Simon Linsteadt – Pioneer
Hand aufs Herz: diese kleine Besprechung von Pioneer dient primär dazu, darauf hinzuweisen, dass Simon Linsteadt Anfang des Jahres mit Mud Season ein wirklich schönes Folk bzw. Singer-Songwriter-Kleinod veröffentlicht hat.
Die Eindrücke von knapp 13 Minuten rein instrumentaler, raumtapezierender Musik sind eben einfach schneller in Worte gefasst, als es jene über die immerhin 19 (oft sehr unscheinbaren) Songs des sechsten Studioalbums von Linsteadt wären.
Zumal der Nachtrag Pioneer bei aller Liebe dann auch doch weniger zu entdecken bereit hält, substanziell (und eigentlich sogar stilistisch) schneller erfasst ist, und als gefühlter Fingerübungs-Soundtrack eher beiläufig und nebenbei im Hintergrund plätschernd angelegt ist: die einfachen Melodien haben etwas unverbindliches, bleiben auf unspektakuläre Weise nicht wirklich hängen, funktionieren atmosphärisch einnehmend jedoch schon für melancholisch sinnierende Nachmittage.
Das gilt vor allem für Lisa’s House und (das mit ein bisschen Bass noch zusätzliches 80er-Feeling addierende) Lungs, in denen ein E-Piano die nachdenkliche Hauptrolle durch subtile Ambient-Texturen schwelgend übernimmt, um eine ätherische Nostalgie zu erzeugen: die Ästhetik dominiert das auf sehr minimalistischen (und streng genommen wenig originellen) Motiven gebaute Songwriting. In der stilistischen Einheitlichkeit wirkt dies soweit dennoch stimmig, auf geradezu meditative Weise anziehend sogar – zugegebenermaßen stets mehr versprechend, als Linsteads in diesem kompakten Rahmen einlösen kann. Man würde diese Welt gerne ausführlicher erkunden.
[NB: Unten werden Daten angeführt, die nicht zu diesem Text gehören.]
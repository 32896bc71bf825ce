//! HTTP client for the VibeCheck API and the run lifecycle built on it.
//!
//! [`ApiClient`] is a thin async wrapper over the REST surface. Remote
//! failures are mapped onto [`VibeError`] kinds:
//! - 401/403 become [`VibeError::Authentication`]
//! - connect failures and timeouts become [`VibeError::Network`]
//! - 404 becomes [`VibeError::NotFound`]
//! - anything else carries the server's `error` message in [`VibeError::Api`]

pub mod lifecycle;
pub mod types;

pub use lifecycle::{
    CancelToken, ManualScheduler, PollOptions, RunLifecycle, RunOutcome, Scheduler,
    TokioScheduler,
};
pub use types::*;

use reqwest::{Method, StatusCode, Url};
use serde::de::DeserializeOwned;
use serde_json::{json, Value};
use std::future::Future;
use tracing::debug;

use crate::config::ClientSettings;
use crate::error::{Result, VibeError};
use crate::suite::EvalSuite;

/// Operations the run lifecycle needs from the remote service.
pub trait RunBackend {
    /// Submit a suite and return the new run's identifier.
    fn submit(
        &self,
        suite: &EvalSuite,
        yaml: Option<&str>,
    ) -> impl Future<Output = Result<String>> + Send;

    /// Fetch the current status of a run. Never loops.
    fn poll(&self, run_id: &str) -> impl Future<Output = Result<RunStatus>> + Send;

    /// Ask the server to cancel a queued run.
    fn cancel(&self, run_id: &str) -> impl Future<Output = Result<()>> + Send;
}

#[derive(Debug, Clone)]
pub struct ApiClient {
    http: reqwest::Client,
    settings: ClientSettings,
}

impl ApiClient {
    pub fn new(settings: ClientSettings) -> Result<Self> {
        let user_agent = format!(
            "vibecheck/{} ({})",
            env!("CARGO_PKG_VERSION"),
            std::env::consts::OS
        );
        let http = reqwest::Client::builder()
            .user_agent(user_agent)
            .timeout(settings.request_timeout)
            .build()
            .map_err(|e| VibeError::Other(format!("failed to build HTTP client: {}", e)))?;

        Ok(Self { http, settings })
    }

    pub fn settings(&self) -> &ClientSettings {
        &self.settings
    }

    /// Build an endpoint URL from path segments, encoding each one.
    fn endpoint(&self, segments: &[&str]) -> Result<Url> {
        let base = self.settings.api_url();
        let mut url = Url::parse(base).map_err(|e| VibeError::invalid_value("API URL", e))?;
        url.path_segments_mut()
            .map_err(|_| VibeError::invalid_value("API URL", base))?
            .pop_if_empty()
            .extend(segments);
        Ok(url)
    }

    /// Send a request and return the decoded JSON body of a successful response.
    async fn request(
        &self,
        method: Method,
        segments: &[&str],
        body: Option<&Value>,
    ) -> Result<Value> {
        let api_key = self.settings.api_key().ok_or(VibeError::MissingApiKey)?;
        let url = self.endpoint(segments)?;
        let path = format!("/{}", segments.join("/"));

        debug!(method = %method, url = %url, "api_request");

        let mut request = self.http.request(method, url.clone()).bearer_auth(api_key);
        if let Some(body) = body {
            request = request.json(body);
        }

        let response = request.send().await.map_err(|e| network_error(url.as_str(), e))?;
        let status = response.status();
        let text = response
            .text()
            .await
            .map_err(|e| network_error(url.as_str(), e))?;

        debug!(status = status.as_u16(), url = %url, "api_response");

        let body: Value = if text.trim().is_empty() {
            Value::Null
        } else {
            serde_json::from_str(&text).unwrap_or_else(|_| Value::String(text.clone()))
        };

        if !status.is_success() {
            return Err(status_error(status, &path, &body));
        }

        if let Some(message) = body.get("error").and_then(Value::as_str) {
            return Err(VibeError::Api {
                status: status.as_u16(),
                message: message.to_string(),
            });
        }

        Ok(body)
    }

    async fn get<T: DeserializeOwned>(&self, segments: &[&str]) -> Result<T> {
        let body = self.request(Method::GET, segments, None).await?;
        Ok(serde_json::from_value(body)?)
    }

    pub async fn save_suite(&self, suite: &EvalSuite, yaml: Option<&str>) -> Result<()> {
        let body = json!({ "evalSuite": suite, "yamlContent": yaml });
        self.request(Method::POST, &["suite", "save"], Some(&body))
            .await
            .map(|_| ())
    }

    pub async fn list_suites(&self) -> Result<Vec<SuiteInfo>> {
        Ok(self.get::<SuiteList>(&["suite", "list"]).await?.suites)
    }

    pub async fn get_suite(&self, name: &str) -> Result<SavedSuite> {
        self.get(&["suite", name])
            .await
            .map_err(|e| rename_not_found(e, "suite", name))
    }

    pub async fn list_runs(&self) -> Result<Vec<RunInfo>> {
        Ok(self.get::<RunList>(&["runs"]).await?.runs)
    }

    pub async fn get_run(&self, run_id: &str) -> Result<RunInfo> {
        self.get(&["runs", run_id])
            .await
            .map_err(|e| rename_not_found(e, "run", run_id))
    }

    pub async fn list_models(&self) -> Result<Vec<ModelInfo>> {
        Ok(self.get::<ModelList>(&["models"]).await?.models)
    }

    pub async fn org_info(&self) -> Result<OrgInfo> {
        self.get(&["orginfo"]).await
    }

    pub async fn list_vars(&self) -> Result<Vec<Var>> {
        Ok(self.get::<VarList>(&["vars"]).await?.vars)
    }

    pub async fn get_var(&self, name: &str) -> Result<Var> {
        self.get(&["vars", name])
            .await
            .map_err(|e| rename_not_found(e, "var", name))
    }

    pub async fn set_var(&self, name: &str, value: &str) -> Result<()> {
        let body = json!({ "value": value });
        self.request(Method::PUT, &["vars", name], Some(&body))
            .await
            .map(|_| ())
    }

    pub async fn delete_var(&self, name: &str) -> Result<()> {
        self.request(Method::DELETE, &["vars", name], None)
            .await
            .map(|_| ())
            .map_err(|e| rename_not_found(e, "var", name))
    }

    pub async fn list_secrets(&self) -> Result<Vec<SecretInfo>> {
        Ok(self.get::<SecretList>(&["secrets"]).await?.secrets)
    }

    pub async fn set_secret(&self, name: &str, value: &str) -> Result<()> {
        let body = json!({ "value": value });
        self.request(Method::PUT, &["secrets", name], Some(&body))
            .await
            .map(|_| ())
    }

    pub async fn delete_secret(&self, name: &str) -> Result<()> {
        self.request(Method::DELETE, &["secrets", name], None)
            .await
            .map(|_| ())
            .map_err(|e| rename_not_found(e, "secret", name))
    }
}

impl RunBackend for ApiClient {
    async fn submit(&self, suite: &EvalSuite, yaml: Option<&str>) -> Result<String> {
        let body = json!({ "evalSuite": suite, "yamlContent": yaml });
        let response = self.request(Method::POST, &["eval", "run"], Some(&body)).await?;
        let submitted: SubmitResponse = serde_json::from_value(response)?;

        submitted.run_id.ok_or_else(|| VibeError::Api {
            status: StatusCode::OK.as_u16(),
            message: "response did not include a run id".to_string(),
        })
    }

    async fn poll(&self, run_id: &str) -> Result<RunStatus> {
        let body = self
            .request(Method::GET, &["status", run_id], None)
            .await
            .map_err(|e| rename_not_found(e, "run", run_id))?;
        Ok(serde_json::from_value(body)?)
    }

    async fn cancel(&self, run_id: &str) -> Result<()> {
        match self
            .request(Method::POST, &["runs", run_id, "cancel"], None)
            .await
        {
            Ok(_) => Ok(()),
            Err(VibeError::Api {
                status: 409,
                message,
            }) => Err(VibeError::CancellationRejected {
                run_id: run_id.to_string(),
                message,
            }),
            Err(e) => Err(rename_not_found(e, "run", run_id)),
        }
    }
}

fn network_error(url: &str, err: reqwest::Error) -> VibeError {
    if err.is_builder() {
        return VibeError::Other(format!("invalid request to {}: {}", url, err));
    }

    let reason = if err.is_timeout() {
        "request timed out".to_string()
    } else if err.is_connect() {
        "connection failed".to_string()
    } else {
        err.to_string()
    };

    VibeError::Network {
        url: url.to_string(),
        reason,
    }
}

fn status_error(status: StatusCode, path: &str, body: &Value) -> VibeError {
    let message = body
        .get("error")
        .and_then(Value::as_str)
        .or_else(|| body.as_str())
        .map(str::to_string)
        .unwrap_or_else(|| {
            status
                .canonical_reason()
                .unwrap_or("unexpected response")
                .to_string()
        });

    match status {
        StatusCode::UNAUTHORIZED | StatusCode::FORBIDDEN => VibeError::Authentication {
            status: status.as_u16(),
            message,
        },
        StatusCode::NOT_FOUND => VibeError::not_found("resource", path),
        _ => VibeError::Api {
            status: status.as_u16(),
            message,
        },
    }
}

/// Replace the generic 404 mapping with the entity the caller asked for.
fn rename_not_found(err: VibeError, context: &str, value: &str) -> VibeError {
    match err {
        VibeError::NotFound { .. } => VibeError::not_found(context, value),
        other => other,
    }
}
Die Kohärenz ist trotz eines im Verlauf aufgefächerten Spektrums allerdings gegeben. Im Titelstück klimpert das Keyboard gar zwischen Doogie Howser und einem Ethno-New Age, mäandert zuerst und ist dann abrupt aus. Skizzenhaft ist die EP sowieso – hier aber dann ganz generell zu ziellos und fragmentarisch. Pure zupft die Gitarre in einer friedlich fließenden Synth-Wolke der zutiefst angenehmenen Abwärtsspirale, bevor Kenosis als rasselnd klackernde Indietronic-Meditation ob seiner trappigen HiHat unnötig aus dem Rahmen fällt.
Trotzdem: in der richtigen Stimmung überzeugt Pioneer als netter Appendix, als erster Gehversuch in eine neue Richtung, der im Kern abholt, aber noch nicht zur Epiphanie findet. Ungeachtet dessen sollte ein wohlwollendes Aufwerten zwischen den Punkten dennoch niemandem wehtun. Und sei es insgeheim auch nur, um noch einmal auf das Hauptwerk Mud Seasons hinzuweisen.